_Problem_
Print, exactly and completely, every entry in the data.

_Information provided_
+ + + + + + +
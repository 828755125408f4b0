/// Internal row identifier (PostgreSQL BIGSERIAL). Never leaves the service.
pub type DbId = i64;

/// Status discriminant stored as SMALLINT.
pub type StatusId = i16;

/// All timestamps are UTC with microsecond precision once persisted.
pub type Timestamp = chrono::DateTime<chrono::Utc>;
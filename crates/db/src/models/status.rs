//! Movie lifecycle status stored in `movies.status` (SMALLINT).

use marquee_core::types::StatusId;
use serde::{Deserialize, Serialize};

/// Soft-delete flag. Rows are never removed; deletion flips this to `Deleted`.
#[repr(i16)]
#[derive(Debug, Clone, Copy, PartialEq, Eq, Default, sqlx::Type, Serialize, Deserialize)]
#[serde(rename_all = "lowercase")]
pub enum MovieStatus {
    #[default]
    Active = 1,
    Deleted = 2,
}

impl MovieStatus {
    /// Return the database status ID.
    pub fn id(self) -> StatusId {
        self as StatusId
    }
}

impl From<MovieStatus> for StatusId {
    fn from(value: MovieStatus) -> Self {
        value as StatusId
    }
}

#[cfg(test)]
mod tests {
    use super::*;

    #[test]
    fn discriminants_match_check_constraint() {
        assert_eq!(MovieStatus::Active.id(), 1);
        assert_eq!(StatusId::from(MovieStatus::Deleted), 2);
    }

    #[test]
    fn serializes_lowercase() {
        assert_eq!(
            serde_json::to_value(MovieStatus::Deleted).unwrap(),
            serde_json::json!("deleted")
        );
    }
}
+ + + + + + +
_Reply_
repository 828755125408f4b0
/// Internal row identifier (PostgreSQL BIGSERIAL). Never leaves the service.
pub type DbId = i64;

/// Status discriminant stored as SMALLINT.
pub type StatusId = i16;

/// All timestamps are UTC with microsecond precision once persisted.
pub type Timestamp = chrono::DateTime<chrono::Utc>;
filename crates/db/src/models/status.rs
//! Movie lifecycle status stored in `movies.status` (SMALLINT).

use marquee_core::types::StatusId;
use serde::{Deserialize, Serialize};

/// Soft-delete flag. Rows are never removed; deletion flips this to `Deleted`.
#[repr(i16)]
#[derive(Debug, Clone, Copy, PartialEq, Eq, Default, sqlx::Type, Serialize, Deserialize)]
#[serde(rename_all = "lowercase")]
pub enum MovieStatus {
    #[default]
    Active = 1,
    Deleted = 2,
}

impl MovieStatus {
    /// Return the database status ID.
    pub fn id(self) -> StatusId {
        self as StatusId
    }
}

impl From<MovieStatus> for StatusId {
    fn from(value: MovieStatus) -> Self {
        value as StatusId
    }
}

#[cfg(test)]
mod tests {
    use super::*;

    #[test]
    fn discriminants_match_check_constraint() {
        assert_eq!(MovieStatus::Active.id(), 1);
        assert_eq!(StatusId::from(MovieStatus::Deleted), 2);
    }

    #[test]
    fn serializes_lowercase() {
        assert_eq!(
            serde_json::to_value(MovieStatus::Deleted).unwrap(),
            serde_json::json!("deleted")
        );
    }
}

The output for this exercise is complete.